Saturday, November 10, 2007

One's own mark

Growing up, I've always thought my identity through knowing who I'm not, rather than who I am. The latter concept I've always found a bit vague anyway. How does "knowing who you are" work? Are you the total of your actions, your thoughts, what you experience, what events befall you? When is it clear, when are you "transparent" to yourself? When you "feel" that something "isn't you", when you decide something isn't you? Is what I did tonight somehow "inside" me, like water in glass? If I don't remember tonight's events, will the water spill out?

This is a stanza from Louise Bogan's "The Mark":

Loosed only when, at noon and night,
The body is the shadow's prison.
The pivot swings into the light;
The center left, the shadow risen
To range out into time's long treason.

Bogan points out how I've come to my own identity. The shadow is the substantial part of the person in the poem, the body the constricted part, like a bound figure on a white sheet. The shadow, though, shortens and lengthens, expanding and contracting through the waves of time, like periods of elation and despondence, of joys and sorrows, marks of time all.

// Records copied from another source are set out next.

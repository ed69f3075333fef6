//! Sample buffers handed through the graph during rendering.

use alloc::boxed::Box;
use alloc::vec;
use alloc::vec::Vec;
use std::sync::OnceLock;

use crate::error::BufferError;
use crate::format::Format;

/// A block of `f32` samples laid out as its [`Format`] describes.
///
/// Non-interleaved formats hold one run per channel; interleaved formats hold a
/// single run of `frame_length * channel_count` samples. Storage is allocated
/// once for `frame_capacity` frames; [`set_frame_length`](Self::set_frame_length)
/// only moves the logical end.
#[derive(Clone, Debug)]
pub struct PcmBuffer {
    format: Format,
    frame_capacity: u32,
    frame_length: u32,
    data: Vec<f32>,
}

impl PcmBuffer {
    pub fn new(format: Format, frame_capacity: u32) -> Self {
        let len = frame_capacity as usize * format.channel_count() as usize;
        Self {
            format,
            frame_capacity,
            frame_length: frame_capacity,
            data: vec![0.0; len],
        }
    }

    #[inline]
    pub fn format(&self) -> &Format {
        &self.format
    }

    #[inline]
    pub fn frame_capacity(&self) -> u32 {
        self.frame_capacity
    }

    #[inline]
    pub fn frame_length(&self) -> u32 {
        self.frame_length
    }

    pub fn set_frame_length(&mut self, frames: u32) -> Result<(), BufferError> {
        if frames > self.frame_capacity {
            return Err(BufferError::FrameLengthOutOfRange {
                requested: frames,
                capacity: self.frame_capacity,
            });
        }
        self.frame_length = frames;
        Ok(())
    }

    /// Make this buffer hold `format` with room for `frames`, reallocating
    /// only when the current storage is too small.
    pub fn reshape(&mut self, format: Format, frames: u32) {
        let needed = frames as usize * format.channel_count() as usize;
        if self.data.len() < needed {
            self.data.resize(needed, 0.0);
        }
        self.format = format;
        self.frame_capacity = (self.data.len() / format.channel_count().max(1) as usize) as u32;
        self.frame_length = frames;
    }

    fn run_range(&self, index: u32) -> core::ops::Range<usize> {
        let stride = self.format.stride() as usize;
        let start = index as usize * self.frame_capacity as usize * stride;
        start..start + self.frame_length as usize * stride
    }

    /// Sample run `index` (a channel for non-interleaved formats, everything for interleaved).
    ///
    /// # Panics
    ///
    /// Panics if `index >= format().buffer_count()`.
    pub fn data(&self, index: u32) -> &[f32] {
        assert!(index < self.format.buffer_count());
        &self.data[self.run_range(index)]
    }

    pub fn data_mut(&mut self, index: u32) -> &mut [f32] {
        assert!(index < self.format.buffer_count());
        let range = self.run_range(index);
        &mut self.data[range]
    }

    /// Zero the valid region.
    pub fn clear(&mut self) {
        for i in 0..self.format.buffer_count() {
            self.data_mut(i).fill(0.0);
        }
    }

    /// Copy samples and frame length from `other`, which must share this format.
    pub fn copy_from(&mut self, other: &PcmBuffer) -> Result<(), BufferError> {
        if self.format != other.format {
            return Err(BufferError::FormatMismatch);
        }
        self.set_frame_length(other.frame_length)?;
        for i in 0..self.format.buffer_count() {
            self.data_mut(i).copy_from_slice(other.data(i));
        }
        Ok(())
    }

    /// Add `other` into this buffer over the shorter of the two frame lengths.
    pub fn mix_from(&mut self, other: &PcmBuffer) -> Result<(), BufferError> {
        if self.format != other.format {
            return Err(BufferError::FormatMismatch);
        }
        for i in 0..self.format.buffer_count() {
            let src = other.data(i);
            for (d, s) in self.data_mut(i).iter_mut().zip(src) {
                *d += *s;
            }
        }
        Ok(())
    }

    /// Write the valid region into `out` as interleaved frames of `channels`
    /// channels. Missing source channels repeat the last one, extra ones are
    /// dropped. Returns the number of frames written.
    pub fn write_interleaved(&self, out: &mut [f32], channels: usize) -> usize {
        let src_channels = self.format.channel_count() as usize;
        if channels == 0 || src_channels == 0 {
            return 0;
        }
        let frames = (out.len() / channels).min(self.frame_length as usize);
        for frame in 0..frames {
            for ch in 0..channels {
                let src_ch = ch.min(src_channels - 1);
                out[frame * channels + ch] = self.sample(frame, src_ch);
            }
        }
        frames
    }

    /// Fill this buffer from interleaved frames of `channels` channels,
    /// setting the frame length to what fit.
    pub fn read_interleaved(&mut self, input: &[f32], channels: usize) -> usize {
        let dst_channels = self.format.channel_count() as usize;
        if channels == 0 || dst_channels == 0 {
            return 0;
        }
        let frames = (input.len() / channels).min(self.frame_capacity as usize);
        self.frame_length = frames as u32;
        for frame in 0..frames {
            for ch in 0..dst_channels {
                let src_ch = ch.min(channels - 1);
                self.set_sample(frame, ch, input[frame * channels + src_ch]);
            }
        }
        frames
    }

    fn sample_index(&self, frame: usize, channel: usize) -> usize {
        if self.format.is_interleaved() {
            frame * self.format.channel_count() as usize + channel
        } else {
            channel * self.frame_capacity as usize + frame
        }
    }

    #[inline]
    pub fn sample(&self, frame: usize, channel: usize) -> f32 {
        self.data[self.sample_index(frame, channel)]
    }

    #[inline]
    pub fn set_sample(&mut self, frame: usize, channel: usize, value: f32) {
        let idx = self.sample_index(frame, channel);
        self.data[idx] = value;
    }
}

/// Shared block of zeros backing "nothing connected" reads.
///
/// Owned by the [`Graph`](crate::Graph) and handed to whoever needs to render
/// silence; the zeros are allocated on first use and only read afterwards.
#[derive(Debug)]
pub struct SilenceBuffer {
    frames: usize,
    zeros: OnceLock<Box<[f32]>>,
}

impl SilenceBuffer {
    pub fn new(frames: u32) -> Self {
        Self {
            frames: frames.max(1) as usize,
            zeros: OnceLock::new(),
        }
    }

    pub fn as_slice(&self) -> &[f32] {
        self.zeros.get_or_init(|| vec![0.0; self.frames].into_boxed_slice())
    }

    /// Overwrite the valid region of `buffer` with silence.
    pub fn fill(&self, buffer: &mut PcmBuffer) {
        let zeros = self.as_slice();
        for i in 0..buffer.format().buffer_count() {
            for chunk in buffer.data_mut(i).chunks_mut(zeros.len()) {
                chunk.copy_from_slice(&zeros[..chunk.len()]);
            }
        }
    }
}

#[cfg(test)]
mod tests {
    use super::*;
    use crate::format::PcmFormat;

    fn stereo() -> Format {
        Format::float32(48000.0, 2)
    }

    #[test]
    fn frame_length_is_bounded_by_capacity() {
        let mut buf = PcmBuffer::new(stereo(), 8);
        assert!(buf.set_frame_length(4).is_ok());
        assert_eq!(buf.data(1).len(), 4);
        assert_eq!(
            buf.set_frame_length(9),
            Err(BufferError::FrameLengthOutOfRange {
                requested: 9,
                capacity: 8
            })
        );
    }

    #[test]
    fn copy_requires_matching_format() {
        let mut a = PcmBuffer::new(stereo(), 4);
        let b = PcmBuffer::new(Format::float32(44100.0, 2), 4);
        assert_eq!(a.copy_from(&b), Err(BufferError::FormatMismatch));
    }

    #[test]
    fn copy_and_mix() {
        let mut a = PcmBuffer::new(stereo(), 4);
        let mut b = PcmBuffer::new(stereo(), 4);
        b.data_mut(0).fill(0.5);
        b.data_mut(1).fill(-0.25);

        a.copy_from(&b).unwrap();
        a.mix_from(&b).unwrap();
        assert!(a.data(0).iter().all(|&s| s == 1.0));
        assert!(a.data(1).iter().all(|&s| s == -0.5));
    }

    #[test]
    fn interleave_round_trip_duplicates_mono() {
        let mut mono = PcmBuffer::new(Format::float32(48000.0, 1), 3);
        mono.data_mut(0).copy_from_slice(&[0.1, 0.2, 0.3]);

        let mut out = [0.0f32; 6];
        assert_eq!(mono.write_interleaved(&mut out, 2), 3);
        assert_eq!(out, [0.1, 0.1, 0.2, 0.2, 0.3, 0.3]);

        let mut back = PcmBuffer::new(stereo(), 8);
        assert_eq!(back.read_interleaved(&out, 2), 3);
        assert_eq!(back.frame_length(), 3);
        assert_eq!(back.data(1), &[0.1, 0.2, 0.3]);
    }

    #[test]
    fn interleaved_storage() {
        let format = Format::new(48000.0, 2, PcmFormat::Float32, true);
        let mut buf = PcmBuffer::new(format, 2);
        buf.set_sample(1, 1, 0.75);
        assert_eq!(buf.data(0), &[0.0, 0.0, 0.0, 0.75]);
    }

    #[test]
    fn silence_fills_buffers_larger_than_itself() {
        let silence = SilenceBuffer::new(3);
        let mut buf = PcmBuffer::new(stereo(), 8);
        buf.data_mut(0).fill(1.0);
        buf.data_mut(1).fill(1.0);
        silence.fill(&mut buf);
        assert!(buf.data(0).iter().chain(buf.data(1)).all(|&s| s == 0.0));
    }

    #[test]
    fn reshape_reuses_storage() {
        let mut buf = PcmBuffer::new(stereo(), 16);
        buf.reshape(Format::float32(48000.0, 1), 8);
        assert_eq!(buf.frame_capacity(), 32);
        assert_eq!(buf.frame_length(), 8);
        assert_eq!(buf.data(0).len(), 8);
    }
}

The only problem is there's a cost: at the height of transparency, at noon, the shadow disappears, while at night, the shadow is exiled in the surrounding darkness. This is the treason of time, that time itself subverts this whole identity process.

Of course, we all know this is the problem, since our identities not only change over time, but seem to be ruined by time. All the questions I asked above have something to do with time, insofar as we wonder: do my experiences, which are fleeting, have any permanence?

That's why we say 'I want to make my mark' - implying that only in etching something, in developing some memorial to our actions in an external thing, will we be remembered as a self at all. It's this drive toward figuring the body as the focal point of a host of shadowy experiences, events, thoughts, and desires, that enables us to have any identity at all.

Yet, we must remember: as Bogan tells us at the height of this focal point's visibility to others - at "noon" - this same body is invisible to ourselves.